A part si l’on est particulièrement motivé(e) par une appartenance partisane il est évident que la fonction élective au plus bas de l’échelle, dans le véritable cellule essentielle de la République qu’est la commune, n’a plus grand intérêt. Elle devient même pesante et bien des conseiller(e)s municipaux ont quitté depuis 2014 la table des réunions auxquelles ils sont conviés… et selon l’AFP « usés par leur fonction, de plus en plus de maires jettent l’éponge à moins de deux ans de la fin de leur mandat ». Selon « un calcul réalisé à partir du répertoire national des élus en tenant compte de l’effet du non-cumul des mandats, le nombre de maires ayant quitté leur fonction depuis 2014 est en hausse de 55 % par rapport à la précédente mandature ». Ce constat objectif confirme ce que j’ai ressenti en 2014 et que j’avais expliqué dès le 9 mars 2013 au moment de mon annonce à renoncer à un nouveau mandat de maire (1). Rien ne fait regretter ce choix car depuis la situation a empiré et ne cesse d’empirer chaque jour davantage.
La première des responsabilités en revient à une opinion publique obnubilée par le comportement dévastateur d’un nombre très réduit de « grand(e)s » élu(e)s qui ont contribué de manière angoissante à la dévalorisation de celles et ceux qui avaient bénéficié de la confiance du suffrage universel. Une douzaine de situations médiatisées ont ruiné le respect antérieur que l’on avait pour les représentant(e)s démocratiquement choisis dans une collectivité territoriale. Confondant « indemnité » et « salaire » sur la base de chiffres souvent fallacieux car décalés de toute réalité, accusés de tous les dysfonctionnements d’une société déréglée à tous les niveaux, démunis face à un État de plus en plus exigeant et de moins en moins efficient, écrasés par des transferts de responsabilités croissantes, dévalués par la loi NOTre (2) qui les a souvent contraints à se fondre dans des intercommunalités au sein desquelles ils n’ont plus aucun rôle les maires essuient les reproches d’une population qui leur prête des pouvoirs qu’ils n’ont plus. Ils sacrifient souvent leur santé, leur vie personnelle et surtout leur temps sans d’autres retours que la provocation, la contestation, le dénigrement et parfois l’insulte. Plus rien ne leur est épargné… au nom du fait qu’élu(e) il doive aux autres la résolution immédiate des problèmes individuels ou collectifs. S’ils n’y parviennent pas ils sont vite accusés d’être « inutiles » ou « incapables ».

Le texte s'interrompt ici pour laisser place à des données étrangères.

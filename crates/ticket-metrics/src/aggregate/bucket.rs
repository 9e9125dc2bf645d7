use chrono::{DateTime, Datelike, NaiveDate, Utc};

use crate::key::TimeWindow;

/// Windows up to this many days get daily buckets; longer ones weekly.
pub const DAILY_BUCKET_LIMIT_DAYS: i64 = 31;

/// Timeline bucket size.
#[derive(Debug, Clone, Copy, PartialEq, Eq)]
pub enum TimeBucket {
    Daily,
    /// Weeks start on Monday
    Weekly,
}

impl TimeBucket {
    pub fn for_window(window: &TimeWindow) -> Self {
        if window.length() <= chrono::Duration::days(DAILY_BUCKET_LIMIT_DAYS) {
            Self::Daily
        } else {
            Self::Weekly
        }
    }

    /// First day of the bucket containing `at`.
    pub fn start_of(&self, at: DateTime<Utc>) -> NaiveDate {
        let date = at.date_naive();
        match self {
            Self::Daily => date,
            Self::Weekly => {
                date - chrono::Duration::days(i64::from(date.weekday().num_days_from_monday()))
            }
        }
    }
}

#[cfg(test)]
mod tests {
    use super::*;
    use chrono::TimeZone;

    fn day(y: i32, m: u32, d: u32) -> DateTime<Utc> {
        Utc.with_ymd_and_hms(y, m, d, 15, 30, 0).unwrap()
    }

    #[test]
    fn test_bucket_choice() {
        let month = TimeWindow::new(day(2025, 7, 1), day(2025, 8, 1)).unwrap();
        assert_eq!(TimeBucket::for_window(&month), TimeBucket::Daily);

        let quarter = TimeWindow::new(day(2025, 7, 1), day(2025, 10, 1)).unwrap();
        assert_eq!(TimeBucket::for_window(&quarter), TimeBucket::Weekly);
    }

    #[test]
    fn test_weekly_bucket_starts_on_monday() {
        // 2025-07-03 is a Thursday
        let start = TimeBucket::Weekly.start_of(day(2025, 7, 3));
        assert_eq!(start, NaiveDate::from_ymd_opt(2025, 6, 30).unwrap());

        let monday = TimeBucket::Weekly.start_of(day(2025, 6, 30));
        assert_eq!(monday, NaiveDate::from_ymd_opt(2025, 6, 30).unwrap());
    }

    #[test]
    fn test_daily_bucket_drops_time_of_day() {
        let start = TimeBucket::Daily.start_of(day(2025, 7, 3));
        assert_eq!(start, NaiveDate::from_ymd_opt(2025, 7, 3).unwrap());
    }
}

J’éprouve actuellement la même crainte concernant les conseillers départementaux. Lors de la réunion tenue à Bourg sur Gironde par le Ministre, éminemment sûr de lui, des comptes publics (3), a démontré cette suffisance du pouvoir à l’égard des maires inquiets sur leur capacité à répondre à la pression des administré(e)s sans avoir les ressources nécessaires pour le faire… « Circulez y a rien à espérer » si ce n’est que Bercy vous accordera le droit de gérer votre collectivité comme il l’entend et le souhaite. C’est cette distance effarante entre la vision technocratique insolente d’une France qui serait ruinée par l’inconséquence de ses collectivités locales qui a rend la situation actuelle insupportable. Toute contestation est vécue comme un crime de lèse-majesté « énarchique » et toute crainte sur la disparition programmée des communes est balayée d’un revers de la main. Les maires ou les conseiller(e)s départementaux sont accusés d’être les fossoyeurs des comptes d’une nation en faillite depuis des décennies…et ils en ont assez d’être désignés comme des coupables de cette situation par le niveau national ! L’affaiblissement de la conscience citoyenne est évidemment une formidable opportunité pour un État recentralisateur !

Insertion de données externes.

/// Cache statistics
#[derive(Debug, Clone, Serialize, Deserialize)]
pub struct CacheStats {
    pub total_entries: usize,
    /// Entries that are expired or marked stale
    pub stale_entries: usize,
    pub max_entries: usize,
    pub in_flight: usize,
    pub hits: u64,
    pub misses: u64,
    pub stale_serves: u64,
    pub coalesced: u64,
    pub aggregations: u64,
    pub aggregation_failures: u64,
    pub hit_ratio: f64,
    pub evictions: u64,
    pub invalidations: u64,
}

struct Table {
    entries: LruCache<QueryKey, Arc<CacheEntry>>,
    claims: HashMap<QueryKey, Claim>,
}

/// Shared handle to the entry table, claim registry and aggregator.
///
/// Cloning is cheap; clones operate on the same table.
#[derive(Clone)]
pub struct CacheCoordinator {
    config: Arc<CacheConfig>,
    aggregator: Arc<dyn Aggregate>,
    table: Arc<RwLock<Table>>,
    metrics: Arc<CacheMetrics>,
    generations: Arc<AtomicU64>,
    claim_ids: Arc<AtomicU64>,
}

impl CacheCoordinator {
    pub fn new(config: CacheConfig, aggregator: Arc<dyn Aggregate>) -> Self {
        Self {
            config: Arc::new(config),
            aggregator,
            // Capacity is enforced by `enforce_capacity`, which skips claimed keys.
            table: Arc::new(RwLock::new(Table {
                entries: LruCache::unbounded(),
                claims: HashMap::new(),
            })),
            metrics: Arc::new(CacheMetrics::new()),
            generations: Arc::new(AtomicU64::new(0)),
            claim_ids: Arc::new(AtomicU64::new(0)),
        }
    }

    pub fn config(&self) -> &CacheConfig {
        &self.config
    }

    /// Serve `key` from the table, or recompute it.
    ///
    /// Concurrent callers for the same key share one aggregation. Dropping the
    /// returned future never cancels that aggregation.
    #[tracing::instrument(skip(self), fields(key = %key, enabled = %self.config.enabled))]
    pub async fn get(&self, key: &QueryKey) -> MetricsResult<Served> {
        let (completion, source) = {
            let mut guard = self.table.write().await;
            let table = &mut *guard;

            let current = table.entries.get(key).cloned();
            if let Some(entry) = &current
                && entry.is_fresh()
            {
                debug!("cache hit");
                trace!(
                    generation = entry.generation(),
                    remaining_ms = entry.remaining_ttl().as_millis() as u64,
                    "serving cached entry"
                );
                self.metrics.record_hit();
                return Ok(Served::new(entry, ServedFrom::Fresh));
            }

            if let Some(claim) = table.claims.get_mut(key) {
                if self.config.serve_stale_while_refreshing
                    && let Some(entry) = current.as_ref().filter(|e| !e.is_marked_stale())
                    && claim.take_stale_serve()
                {
                    debug!(claim = claim.id(), "serving stale entry during recomputation");
                    self.metrics.record_stale_serve();
                    return Ok(Served::new(entry, ServedFrom::Stale));
                }
                debug!(
                    claim = claim.id(),
                    age_ms = claim.age().as_millis() as u64,
                    "joining in-flight recomputation"
                );
                self.metrics.record_coalesced();
                (claim.completion(), ServedFrom::Coalesced)
            } else {
                debug!(stale = current.is_some(), "cache miss");
                self.metrics.record_miss();
                let claim = self.spawn_claim(key.clone(), current.map(|e| e.generation()));
                let completion = claim.completion();
                table.claims.insert(key.clone(), claim);
                (completion, ServedFrom::Computed)
            }
        };

        let entry = completion.await?;
        Ok(Served::new(&entry, source))
    }

    fn spawn_claim(&self, key: QueryKey, base_generation: Option<u64>) -> Claim {
        let id = self.claim_ids.fetch_add(1, Ordering::Relaxed) + 1;
        let coordinator = self.clone();

        let task = async move {
            let aggregator = Arc::clone(&coordinator.aggregator);
            let compute_key = key.clone();
            let computation = tokio::spawn(
                async move { aggregator.compute(&compute_key).await }.in_current_span(),
            );
            let outcome = match computation.await {
                Ok(outcome) => outcome,
                Err(join_error) => {
                    error!(error = %join_error, "aggregation task did not complete");
                    Err(MetricsError::internal(format!(
                        "aggregation for {} did not complete: {}",
                        key, join_error
                    )))
                }
            };
            coordinator.complete_claim(&key, id, outcome).await
        };

        let completion = tokio::spawn(task.in_current_span())
            .map(|joined| {
                joined.unwrap_or_else(|join_error| {
                    Err(MetricsError::internal(format!(
                        "recomputation task did not complete: {}",
                        join_error
                    )))
                })
            })
            .boxed()
            .shared();

        trace!(claim = id, ?base_generation, "claim registered");
        Claim::new(id, base_generation, completion)
    }

    /// Release the claim and, on success, install the new entry.
    async fn complete_claim(
        &self,
        key: &QueryKey,
        claim_id: u64,
        outcome: MetricsResult<MetricResult>,
    ) -> MetricsResult<Arc<CacheEntry>> {
        let mut guard = self.table.write().await;
        let table = &mut *guard;

        let claim = match table.claims.remove(key) {
            Some(claim) if claim.id() == claim_id => claim,
            other => {
                let found = other.as_ref().map(Claim::id);
                if let Some(claim) = other {
                    table.claims.insert(key.clone(), claim);
                }
                error!(
                    key = %key,
                    claim = claim_id,
                    registered = ?found,
                    "completing claim is not the registered claim"
                );
                return Err(MetricsError::internal(format!(
                    "claim {} for {} is not registered",
                    claim_id, key
                )));
            }
        };

        let result = match outcome {
            Ok(result) => result,
            Err(err) => {
                self.metrics.record_aggregation_failure();
                warn!(key = %key, code = %err.code(), error = %err, "aggregation failed");
                return Err(err);
            }
        };
        self.metrics.record_aggregation();

        let installed = table.entries.peek(key).map(|e| e.generation());
        if installed.is_some() && installed != claim.base_generation() {
            table.entries.pop(key);
            error!(
                key = %key,
                claim = claim_id,
                installed = ?installed,
                expected = ?claim.base_generation(),
                "entry changed under an in-flight claim"
            );
            return Err(MetricsError::internal(format!(
                "entry for {} changed while claim {} was in flight",
                key, claim_id
            )));
        }

        let generation = self.generations.fetch_add(1, Ordering::Relaxed) + 1;
        let ttl = self.config.get_ttl(key.metric());
        let mut entry = CacheEntry::new(Arc::new(result), ttl, generation);
        if claim.is_invalidated() {
            debug!(key = %key, "installing result invalidated during recomputation as stale");
            entry = entry.marked_stale();
        }
        let entry = Arc::new(entry);

        if self.config.enabled {
            table.entries.put(key.clone(), Arc::clone(&entry));
            trace!(generation, ttl_ms = ttl.as_millis() as u64, "cache entry installed");
            self.enforce_capacity(table);
        }
        Ok(entry)
    }

    fn enforce_capacity(&self, table: &mut Table) {
        let capacity = self.config.capacity();
        while table.entries.len() > capacity {
            let victim = table
                .entries
                .iter()
                .rev()
                .map(|(key, _)| key)
                .find(|key| !table.claims.contains_key(*key))
                .cloned();

            let Some(victim) = victim else {
                warn!(
                    entries = table.entries.len(),
                    capacity, "every entry over capacity has a live claim"
                );
                break;
            };
            table.entries.pop(&victim);
            self.metrics.record_eviction();
            debug!("LRU eviction occurred");
        }
    }

    /// Evict or mark stale every entry whose key satisfies `matches`, and flag
    /// matching in-flight claims. Applying the same predicate twice has the
    /// same effect as applying it once.
    #[tracing::instrument(skip(self, matches), fields(mode = %self.config.invalidation_mode))]
    pub async fn invalidate_where<F>(&self, matches: F) -> InvalidationReport
    where
        F: Fn(&QueryKey) -> bool,
    {
        let mode = self.config.invalidation_mode;
        let mut guard = self.table.write().await;
        let table = &mut *guard;
        let mut report = InvalidationReport::default();

        let targets: Vec<QueryKey> = table
            .entries
            .iter()
            .filter(|(key, entry)| {
                (mode == InvalidationMode::Evict || !entry.is_marked_stale()) && matches(*key)
            })
            .map(|(key, _)| key.clone())
            .collect();

        for key in targets {
            match mode {
                InvalidationMode::Evict => {
                    table.entries.pop(&key);
                    report.evicted += 1;
                }
                InvalidationMode::MarkStale => {
                    if let Some(slot) = table.entries.peek_mut(&key) {
                        *slot = Arc::new(slot.marked_stale());
                        report.marked_stale += 1;
                    }
                }
            }
        }

        for (key, claim) in table.claims.iter_mut() {
            if matches(key) && claim.invalidate() {
                report.claims_flagged += 1;
            }
        }

        if report.is_empty() {
            trace!("no cached keys matched");
        } else {
            debug!(
                evicted = report.evicted,
                marked_stale = report.marked_stale,
                claims_flagged = report.claims_flagged,
                "cache entries invalidated"
            );
            self.metrics.record_invalidations(report.total() as u64);
        }
        report
    }

    /// Invalidate a single key
    pub async fn invalidate(&self, key: &QueryKey) -> InvalidationReport {
        self.invalidate_where(|candidate| candidate == key).await
    }

    /// Drop every entry and flag every in-flight claim
    #[tracing::instrument(skip(self))]
    pub async fn invalidate_all(&self) -> InvalidationReport {
        let mut guard = self.table.write().await;
        let table = &mut *guard;

        let mut report = InvalidationReport {
            evicted: table.entries.len(),
            ..Default::default()
        };
        table.entries.clear();
        for claim in table.claims.values_mut() {
            if claim.invalidate() {
                report.claims_flagged += 1;
            }
        }

        if report.is_empty() {
            trace!("cache was already empty");
        } else {
            debug!(count = report.total(), "all cache entries invalidated");
            self.metrics.record_invalidations(report.total() as u64);
        }
        report
    }

    /// Remove entries that can no longer be served and return how many were
    /// removed. Entries whose key is being recomputed are kept.
    #[tracing::instrument(skip(self))]
    pub async fn cleanup_expired(&self) -> usize {
        let mut guard = self.table.write().await;
        let table = &mut *guard;

        let expired: Vec<QueryKey> = table
            .entries
            .iter()
            .filter(|(key, entry)| !entry.is_fresh() && !table.claims.contains_key(*key))
            .map(|(key, _)| key.clone())
            .collect();

        let count = expired.len();
        for key in expired {
            table.entries.pop(&key);
        }

        if count > 0 {
            debug!(removed = %count, "expired entries cleaned up");
        } else {
            trace!("no expired entries to clean up");
        }
        count
    }

    /// Start a background task that calls [`cleanup_expired`](Self::cleanup_expired)
    /// every `interval`.
    ///
    /// The task runs until its handle is aborted; dropping the handle does not
    /// stop it.
    pub fn start_cleanup_task(&self, interval: Duration) -> tokio::task::JoinHandle<()> {
        let coordinator = self.clone();

        tokio::spawn(async move {
            let mut interval_timer = tokio::time::interval(interval);

            loop {
                interval_timer.tick().await;

                let removed = coordinator.cleanup_expired().await;

                if removed > 0 {
                    tracing::info!(
                        removed = %removed,
                        interval_ms = %interval.as_millis(),
                        "background cleanup completed"
                    );
                }
            }
        })
    }

    /// The entry for `key` without touching recency.
    pub async fn peek(&self, key: &QueryKey) -> Option<Arc<CacheEntry>> {
        self.table.read().await.entries.peek(key).cloned()
    }

    pub async fn is_in_flight(&self, key: &QueryKey) -> bool {
        self.table.read().await.claims.contains_key(key)
    }

    pub async fn len(&self) -> usize {
        self.table.read().await.entries.len()
    }

    pub async fn is_empty(&self) -> bool {
        self.len().await == 0
    }

    /// Get cache statistics
    pub async fn stats(&self) -> CacheStats {
        let table = self.table.read().await;
        let stale = table.entries.iter().filter(|(_, e)| !e.is_fresh()).count();

        CacheStats {
            total_entries: table.entries.len(),
            stale_entries: stale,
            max_entries: self.config.max_entries,
            in_flight: table.claims.len(),
            hits: self.metrics.get_hits(),
            misses: self.metrics.get_misses(),
            stale_serves: self.metrics.get_stale_serves(),
            coalesced: self.metrics.get_coalesced(),
            aggregations: self.metrics.get_aggregations(),
            aggregation_failures: self.metrics.get_aggregation_failures(),
            hit_ratio: self.metrics.calculate_hit_ratio(),
            evictions: self.metrics.get_evictions(),
            invalidations: self.metrics.get_invalidations(),
        }
    }

    /// Reset the counters reported by [`stats`](Self::stats)
    pub fn reset_metrics(&self) {
        self.metrics.reset();
    }
}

Le fameux « tous pourris » entretenu médiatiquement par la sortie tonitruante de faits divers en tous points similaires à ceux que l’on trouve dans la vie économique ou plus largement sociale est ancré dans les esprits. C’est une véritable souffrance de voir que développer une contestation « politique » au sens réel de ce terme, prend vite des allures de « délit ». L’État étrangle lentement mais sûrement les communes (et même certaines intercommunalités de faible taille) afin de les contraindre à s’éteindre doucement par manque de forces vives. Ainsi le rapport CAP 22 qui profile les réformes à venir indique : « Au niveau maternel et élémentaire, nous préconisons de transférer les compétences scolaires et périscolaires au niveau intercommunal, afin d’assurer une meilleure péréquation et une plus grande équité dans la répartition des moyens sur le territoire ». Cette solution qu’un certain René Monory avait voulu déployer il y a 20 ans signifierait purement et simplement la disparition déjà bien entamée de la République sur des territoires mal en point. Les Maires confrontés à des demandes croissantes de services communaux ou intercommunaux de proximité vont devoir assumer la disparition du seul qui leur restait parfois à gérer : l’école !

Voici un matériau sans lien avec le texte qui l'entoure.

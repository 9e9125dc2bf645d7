//! Application RPC module
//!
//! Procedures, their inputs and outputs, and the state they share.

mod context;
mod handlers;
mod types;

pub use context::AppContext;
pub use handlers::create_router;
pub use types::*;
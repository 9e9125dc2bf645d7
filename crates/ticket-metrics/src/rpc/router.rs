//! Router
//!
//! [`Router`] collects procedures and middleware; [`Router::compile`] turns it
//! into a [`CompiledRouter`] whose middleware chains are built once.
//!
//! ```rust,ignore
//! let router = Router::new(AppContext::new(service, listener))
//!     .middleware(logging_middleware(Some(500)))
//!     .query("metrics.query", query_metrics)
//!     .mutation("tickets.mutated", ticket_mutated)
//!     .compile();
//!
//! let value = router.call("metrics.query", input).await?;
//! ```

use serde::{Serialize, de::DeserializeOwned};
use std::collections::HashMap;
use std::sync::Arc;
use tracing::{debug, trace};

use super::context::Context;
use super::error::{RpcError, RpcResult};
use super::handler::{BoxedHandler, Handler, into_boxed};
use super::middleware::{MiddlewareFn, Next, ProcedureType, Request, build_middleware_chain};

struct Procedure<Ctx: Clone + Send + Sync + 'static> {
    handler: BoxedHandler<Ctx>,
    procedure_type: ProcedureType,
}

/// Procedure registry under construction.
pub struct Router<Ctx: Clone + Send + Sync + 'static> {
    context: Ctx,
    procedures: HashMap<String, Procedure<Ctx>>,
    middleware: Vec<MiddlewareFn<Ctx>>,
}

impl<Ctx: Clone + Send + Sync + 'static> Router<Ctx> {
    pub fn new(context: Ctx) -> Self {
        Self {
            context,
            procedures: HashMap::new(),
            middleware: Vec::new(),
        }
    }

    /// Add middleware; it wraps every procedure, including ones added earlier.
    pub fn middleware(mut self, middleware: MiddlewareFn<Ctx>) -> Self {
        self.middleware.push(middleware);
        self
    }

    pub fn query<Input, Output, H>(self, path: &str, handler: H) -> Self
    where
        Input: DeserializeOwned + Send + 'static,
        Output: Serialize + Send + 'static,
        H: Handler<Ctx, Input, Output>,
    {
        self.register(path, into_boxed(handler), ProcedureType::Query)
    }

    pub fn mutation<Input, Output, H>(self, path: &str, handler: H) -> Self
    where
        Input: DeserializeOwned + Send + 'static,
        Output: Serialize + Send + 'static,
        H: Handler<Ctx, Input, Output>,
    {
        self.register(path, into_boxed(handler), ProcedureType::Mutation)
    }

    fn register(
        mut self,
        path: &str,
        handler: BoxedHandler<Ctx>,
        procedure_type: ProcedureType,
    ) -> Self {
        if self.procedures.contains_key(path) {
            debug!(path = %path, "replacing registered procedure");
        }
        self.procedures.insert(
            path.to_string(),
            Procedure {
                handler,
                procedure_type,
            },
        );
        self
    }

    /// Build every middleware chain up front.
    pub fn compile(self) -> CompiledRouter<Ctx> {
        let Router {
            context,
            procedures,
            middleware,
        } = self;

        let chains = procedures
            .into_iter()
            .map(|(path, procedure)| {
                let handler = procedure.handler;
                let final_handler: Next<Ctx> =
                    Arc::new(move |ctx, req: Request| handler(ctx, req.input));
                let chain = build_middleware_chain(middleware.clone(), final_handler);
                (path, (chain, procedure.procedure_type))
            })
            .collect();

        CompiledRouter {
            context: Context::new(context),
            chains,
        }
    }
}

/// A router with pre-built middleware chains.
pub struct CompiledRouter<Ctx: Clone + Send + Sync + 'static> {
    context: Context<Ctx>,
    chains: HashMap<String, (Next<Ctx>, ProcedureType)>,
}

impl<Ctx: Clone + Send + Sync + 'static> CompiledRouter<Ctx> {
    pub fn context(&self) -> &Ctx {
        self.context.inner()
    }

    /// Registered procedure paths, sorted
    pub fn procedures(&self) -> Vec<String> {
        let mut paths: Vec<String> = self.chains.keys().cloned().collect();
        paths.sort();
        paths
    }

    pub fn procedure_type(&self, path: &str) -> Option<ProcedureType> {
        self.chains.get(path).map(|(_, procedure_type)| *procedure_type)
    }

    /// Call a procedure by path.
    pub async fn call(&self, path: &str, input: serde_json::Value) -> RpcResult<serde_json::Value> {
        let Some((chain, procedure_type)) = self.chains.get(path) else {
            debug!(path = %path, "procedure not found");
            return Err(RpcError::procedure_not_found(path).with_details(serde_json::json!({
                "available_procedures": self.procedures(),
                "requested": path,
            })));
        };

        let request = Request::new(path, *procedure_type, input);
        trace!(
            path = %path,
            request_id = %request.request_id,
            procedure_type = %procedure_type,
            "executing procedure"
        );
        (chain.clone())(self.context.clone(), request).await
    }
}
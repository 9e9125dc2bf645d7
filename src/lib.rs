//! Ticket metrics application
//!
//! Wires the `ticket-metrics` engine to a procedure router and serves it as
//! newline-delimited JSON.

pub mod rpc;
pub mod transport;

pub use rpc::{AppContext, create_router};
pub use transport::serve;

Désormais tributaires de dotations décidées dans la loi des Finances il leur restera à subir ou à partir avec le sentiment de s’exposer dangereusement dans une fonction qui reste qu’on le veuille ou non une affaire de citoyenneté active au service des autres. Un boulevard pour le Front National dans le monde rural… qui surfera sur le « sentiment » d’abandon devenu réel!

(1) https://www.francetvinfo.fr/elections/municipales/video-elections-municipales-en-gironde-le-maire-de-creon-a-le-blues-du-maire_534353.html
(2) J’ai toujours été hostile à cette loi…qui a complexifié encore plus les compétences des collectivités et coûte plus cher au contribuable que la situation antérieure.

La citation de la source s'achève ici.